[[ LISTED ENTRIES, beginning ]]

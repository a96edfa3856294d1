//! Observability infrastructure for the log scaler
//!
//! Provides:
//! - Prometheus metrics (cycle latency, last cycle's request metrics, decisions, capacity)
//! - Structured JSON logging with tracing

use crate::actuator::CapacityPlan;
use crate::models::{MetricsSnapshot, ScalingDecision};
use prometheus::{
    register_gauge, register_histogram, register_int_counter, register_int_counter_vec,
    register_int_gauge, Gauge, Histogram, IntCounter, IntCounterVec, IntGauge,
};
use std::sync::OnceLock;
use tracing::{debug, info, warn};

/// Histogram buckets for cycle latency (in seconds)
const CYCLE_LATENCY_BUCKETS: &[f64] = &[
    0.001, 0.005, 0.01, 0.025, 0.05, 0.1, 0.25, 0.5, 1.0, 2.5, 5.0, 10.0, 30.0,
];

/// Global metrics instance (registered once)
static GLOBAL_METRICS: OnceLock<ScalerMetricsInner> = OnceLock::new();

struct ScalerMetricsInner {
    cycle_latency_seconds: Histogram,
    total_requests: IntGauge,
    error_count: IntGauge,
    slow_responses: IntGauge,
    avg_response_time_ms: Gauge,
    error_rate_percent: Gauge,
    slow_rate_percent: Gauge,
    mean_cpu_percent: Gauge,
    desired_capacity: IntGauge,
    decisions: IntCounterVec,
    capacity_changes: IntCounter,
    actuation_failures: IntCounter,
    collaborator_errors: IntCounterVec,
}

impl ScalerMetricsInner {
    fn new() -> Self {
        Self {
            cycle_latency_seconds: register_histogram!(
                "log_scaler_cycle_latency_seconds",
                "Time spent running one evaluation cycle",
                CYCLE_LATENCY_BUCKETS.to_vec()
            )
            .expect("Failed to register cycle_latency_seconds"),

            total_requests: register_int_gauge!(
                "log_scaler_total_requests",
                "Request lines counted in the last cycle"
            )
            .expect("Failed to register total_requests"),

            error_count: register_int_gauge!(
                "log_scaler_error_count",
                "Errors counted in the last cycle"
            )
            .expect("Failed to register error_count"),

            slow_responses: register_int_gauge!(
                "log_scaler_slow_responses",
                "Slow responses counted in the last cycle"
            )
            .expect("Failed to register slow_responses"),

            avg_response_time_ms: register_gauge!(
                "log_scaler_avg_response_time_ms",
                "Mean response time in the last cycle"
            )
            .expect("Failed to register avg_response_time_ms"),

            error_rate_percent: register_gauge!(
                "log_scaler_error_rate_percent",
                "Error rate in the last cycle"
            )
            .expect("Failed to register error_rate_percent"),

            slow_rate_percent: register_gauge!(
                "log_scaler_slow_rate_percent",
                "Slow response rate in the last cycle"
            )
            .expect("Failed to register slow_rate_percent"),

            mean_cpu_percent: register_gauge!(
                "log_scaler_mean_cpu_percent",
                "Mean fleet CPU utilization in the last cycle"
            )
            .expect("Failed to register mean_cpu_percent"),

            desired_capacity: register_int_gauge!(
                "log_scaler_desired_capacity",
                "Desired capacity after the last actuation"
            )
            .expect("Failed to register desired_capacity"),

            decisions: register_int_counter_vec!(
                "log_scaler_decisions_total",
                "Scaling decisions by action",
                &["action"]
            )
            .expect("Failed to register decisions_total"),

            capacity_changes: register_int_counter!(
                "log_scaler_capacity_changes_total",
                "Capacity changes written to the fleet manager"
            )
            .expect("Failed to register capacity_changes_total"),

            actuation_failures: register_int_counter!(
                "log_scaler_actuation_failures_total",
                "Cycles whose capacity update step failed"
            )
            .expect("Failed to register actuation_failures_total"),

            collaborator_errors: register_int_counter_vec!(
                "log_scaler_collaborator_errors_total",
                "Collaborator calls that failed, by collaborator",
                &["collaborator"]
            )
            .expect("Failed to register collaborator_errors_total"),
        }
    }
}

/// Scaler metrics for Prometheus exposition
///
/// Lightweight handle to the global metrics instance; clones share the same
/// underlying metrics.
#[derive(Clone)]
pub struct ScalerMetrics {
    _private: (),
}

impl Default for ScalerMetrics {
    fn default() -> Self {
        Self::new()
    }
}

impl ScalerMetrics {
    /// Create a new metrics handle (initializes global metrics if needed)
    pub fn new() -> Self {
        GLOBAL_METRICS.get_or_init(ScalerMetricsInner::new);
        Self { _private: () }
    }

    fn inner(&self) -> &ScalerMetricsInner {
        GLOBAL_METRICS.get().expect("Metrics not initialized")
    }

    pub fn observe_cycle_latency(&self, duration_secs: f64) {
        self.inner().cycle_latency_seconds.observe(duration_secs);
    }

    /// Publish the request metrics of a finished cycle
    pub fn record_snapshot(&self, snapshot: &MetricsSnapshot) {
        let inner = self.inner();
        inner.total_requests.set(clamp_i64(snapshot.total_requests));
        inner.error_count.set(clamp_i64(snapshot.error_count));
        inner.slow_responses.set(clamp_i64(snapshot.slow_response_count));
        inner.avg_response_time_ms.set(snapshot.average_response_time_ms);
        inner.error_rate_percent.set(snapshot.error_rate().unwrap_or(0.0));
        inner.slow_rate_percent.set(snapshot.slow_rate().unwrap_or(0.0));
    }

    pub fn set_mean_cpu(&self, percent: f64) {
        self.inner().mean_cpu_percent.set(percent);
    }

    pub fn record_decision(&self, decision: &ScalingDecision) {
        self.inner()
            .decisions
            .with_label_values(&[decision.as_str()])
            .inc();
    }

    pub fn record_capacity_change(&self, desired: u32) {
        self.inner().capacity_changes.inc();
        self.inner().desired_capacity.set(i64::from(desired));
    }

    pub fn set_desired_capacity(&self, desired: u32) {
        self.inner().desired_capacity.set(i64::from(desired));
    }

    pub fn inc_actuation_failures(&self) {
        self.inner().actuation_failures.inc();
    }

    pub fn inc_collaborator_errors(&self, collaborator: &str) {
        self.inner()
            .collaborator_errors
            .with_label_values(&[collaborator])
            .inc();
    }
}

fn clamp_i64(value: u64) -> i64 {
    i64::try_from(value).unwrap_or(i64::MAX)
}

/// Structured logger for scaler events
///
/// Keeps event names and fields consistent across the daemon and CLI.
#[derive(Clone)]
pub struct StructuredLogger {
    fleet: String,
}

impl StructuredLogger {
    pub fn new(fleet: impl Into<String>) -> Self {
        Self {
            fleet: fleet.into(),
        }
    }

    pub fn log_cycle_started(&self, cycle: u64) {
        debug!(event = "cycle_started", fleet = %self.fleet, cycle, "Starting evaluation cycle");
    }

    pub fn log_metrics_summary(&self, snapshot: &MetricsSnapshot, blobs_read: usize) {
        info!(
            event = "metrics_summary",
            fleet = %self.fleet,
            blobs_read,
            total_requests = snapshot.total_requests,
            error_count = snapshot.error_count,
            slow_responses = snapshot.slow_response_count,
            avg_response_time_ms = snapshot.average_response_time_ms,
            error_rate_percent = ?snapshot.error_rate(),
            slow_rate_percent = ?snapshot.slow_rate(),
            "Log metrics aggregated"
        );
    }

    pub fn log_decision(&self, decision: &ScalingDecision, mean_cpu: Option<f64>) {
        let reasons: Vec<String> = decision.reasons().iter().map(ToString::to_string).collect();
        info!(
            event = "scaling_decision",
            fleet = %self.fleet,
            action = %decision,
            mean_cpu_percent = ?mean_cpu,
            reasons = ?reasons,
            "Scaling decision made"
        );
    }

    pub fn log_capacity_plan(&self, plan: &CapacityPlan, dry_run: bool) {
        match plan {
            CapacityPlan::Change { from, to } => {
                info!(
                    event = "capacity_changed",
                    fleet = %self.fleet,
                    from = *from,
                    to = *to,
                    dry_run,
                    "Fleet capacity change planned"
                );
            }
            CapacityPlan::NoAction { current, reason } => {
                info!(
                    event = "capacity_unchanged",
                    fleet = %self.fleet,
                    current = *current,
                    reason = %reason,
                    "No scaling action taken"
                );
            }
        }
    }

    pub fn log_capacity_adequate(&self) {
        info!(
            event = "capacity_unchanged",
            fleet = %self.fleet,
            reason = "current capacity is adequate",
            "No scaling action needed"
        );
    }

    pub fn log_collaborator_unavailable(&self, collaborator: &str, error: &str) {
        warn!(
            event = "collaborator_unavailable",
            fleet = %self.fleet,
            collaborator = %collaborator,
            error = %error,
            "Collaborator failed, continuing with the data available"
        );
    }

    pub fn log_actuation_failed(&self, error: &str) {
        warn!(
            event = "actuation_failed",
            fleet = %self.fleet,
            error = %error,
            "Capacity update failed; metrics and decision remain valid"
        );
    }

    pub fn log_startup(&self, version: &str, interval_secs: u64) {
        info!(
            event = "agent_started",
            fleet = %self.fleet,
            agent_version = %version,
            interval_secs,
            "Log scaler started"
        );
    }

    pub fn log_shutdown(&self, reason: &str) {
        info!(
            event = "agent_shutdown",
            fleet = %self.fleet,
            reason = %reason,
            "Log scaler shutting down"
        );
    }
}

#[cfg(test)]
mod tests {
    use super::*;
    use crate::models::ScalingReason;

    #[test]
    fn test_scaler_metrics_handles_share_registry() {
        let metrics = ScalerMetrics::new();
        let clone = metrics.clone();

        metrics.observe_cycle_latency(0.01);
        metrics.record_snapshot(&MetricsSnapshot {
            total_requests: 10,
            error_count: 1,
            ..Default::default()
        });
        metrics.set_mean_cpu(42.0);
        clone.record_decision(&ScalingDecision::ScaleUp {
            reasons: vec![ScalingReason::HighCpu(90.0)],
        });
        clone.record_capacity_change(3);
        clone.inc_collaborator_errors("blob_source");
        clone.inc_actuation_failures();

        let families = prometheus::gather();
        assert!(families
            .iter()
            .any(|f| f.get_name() == "log_scaler_decisions_total"));
    }

    #[test]
    fn test_structured_logger_creation() {
        let logger = StructuredLogger::new("web");
        assert_eq!(logger.fleet, "web");
        logger.log_capacity_plan(&CapacityPlan::Change { from: 1, to: 2 }, true);
    }
}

[[ LISTED ENTRIES, end ]]

- [AIM OF THE EXERCISE]
Each line that holds the string "version" is to be copied from the entries above.

- [WRITTEN SOLUTION]
    pub fn log_startup(&self, version: &str, interval_secs: u64) {
            agent_version = %version,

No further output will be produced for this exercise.